**INPUT FOR THIS TASK**
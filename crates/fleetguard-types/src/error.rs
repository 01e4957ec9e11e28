//! Configuration error types.

use thiserror::Error;

/// Result type alias for configuration validation.
pub type ConfigResult<T> = Result<T, ConfigError>;

/// Invalid static configuration. Raised at construction or load time,
/// never from inside the control loop.
#[derive(Debug, Clone, PartialEq, Error)]
pub enum ConfigError {
    #[error("invalid retry policy: {0}")]
    InvalidRetryPolicy(String),

    #[error("node id must not be empty")]
    EmptyNodeId,

    #[error("duplicate node id: {0}")]
    DuplicateNode(String),

    #[error("invalid port {port} for node {node_id}")]
    InvalidPort { node_id: String, port: u16 },

    #[error("invalid action {name}: {reason}")]
    InvalidAction { name: String, reason: String },

    #[error("invalid setting {name}: {reason}")]
    InvalidSetting { name: String, reason: String },
}
//! Per-node exponential backoff state. Pure calculation, no I/O.

use std::time::Duration;

use tokio::time::Instant;

use fleetguard_types::RetryPolicy;

/// Attempt counter for one node's active recovery cycle.
///
/// `Idle → Attempting(n) → { discarded on success, escalated at n == max }`.
#[derive(Debug, Clone)]
pub struct RetryManager {
    policy: RetryPolicy,
    attempt_count: u32,
    last_attempt_at: Option<Instant>,
}

impl RetryManager {
    /// Start a cycle with no attempts recorded.
    pub fn new(policy: RetryPolicy) -> Self {
        Self {
            policy,
            attempt_count: 0,
            last_attempt_at: None,
        }
    }

    /// Whether the policy allows another attempt.
    pub fn should_retry(&self) -> bool {
        self.attempt_count < self.policy.max_attempts()
    }

    /// Delay before the upcoming attempt, computed before it is recorded:
    /// zero for the first attempt, then
    /// `min(initial × multiplier^(n-1), max)` after `n` attempts.
    pub fn next_delay(&self) -> Duration {
        let initial = self.policy.initial_delay();
        if self.attempt_count == 0 || initial.is_zero() {
            return Duration::ZERO;
        }

        let max = self.policy.max_delay();
        let exponent = i32::try_from(self.attempt_count - 1).unwrap_or(i32::MAX);
        let secs = initial.as_secs_f64() * self.policy.backoff_multiplier().powi(exponent);
        if !secs.is_finite() || secs >= max.as_secs_f64() {
            max
        } else {
            Duration::from_secs_f64(secs)
        }
    }

    /// Count an attempt made now.
    pub fn record_attempt(&mut self) {
        self.attempt_count += 1;
        self.last_attempt_at = Some(Instant::now());
    }

    /// Zero the counter. Used on explicit cancellation only.
    pub fn reset(&mut self) {
        self.attempt_count = 0;
        self.last_attempt_at = None;
    }

    /// Attempts recorded in this cycle.
    pub fn attempt_count(&self) -> u32 {
        self.attempt_count
    }

    /// When the most recent attempt was recorded.
    pub fn last_attempt_at(&self) -> Option<Instant> {
        self.last_attempt_at
    }

    /// The policy driving this cycle.
    pub fn policy(&self) -> &RetryPolicy {
        &self.policy
    }
}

**TASK TO CARRY OUT**
In the listing above, locate the line containing "use tokio::time::Instant;" and the line containing "pub fn new(policy: RetryPolicy)", then transcribe both and every line between them verbatim.

**SOLUTION TO THE EXERCISE**
use tokio::time::Instant;

use fleetguard_types::RetryPolicy;

/// Attempt counter for one node's active recovery cycle.
///
/// `Idle → Attempting(n) → { discarded on success, escalated at n == max }`.
#[derive(Debug, Clone)]
pub struct RetryManager {
    policy: RetryPolicy,
    attempt_count: u32,
    last_attempt_at: Option<Instant>,
}

impl RetryManager {
    /// Start a cycle with no attempts recorded.
    pub fn new(policy: RetryPolicy) -> Self {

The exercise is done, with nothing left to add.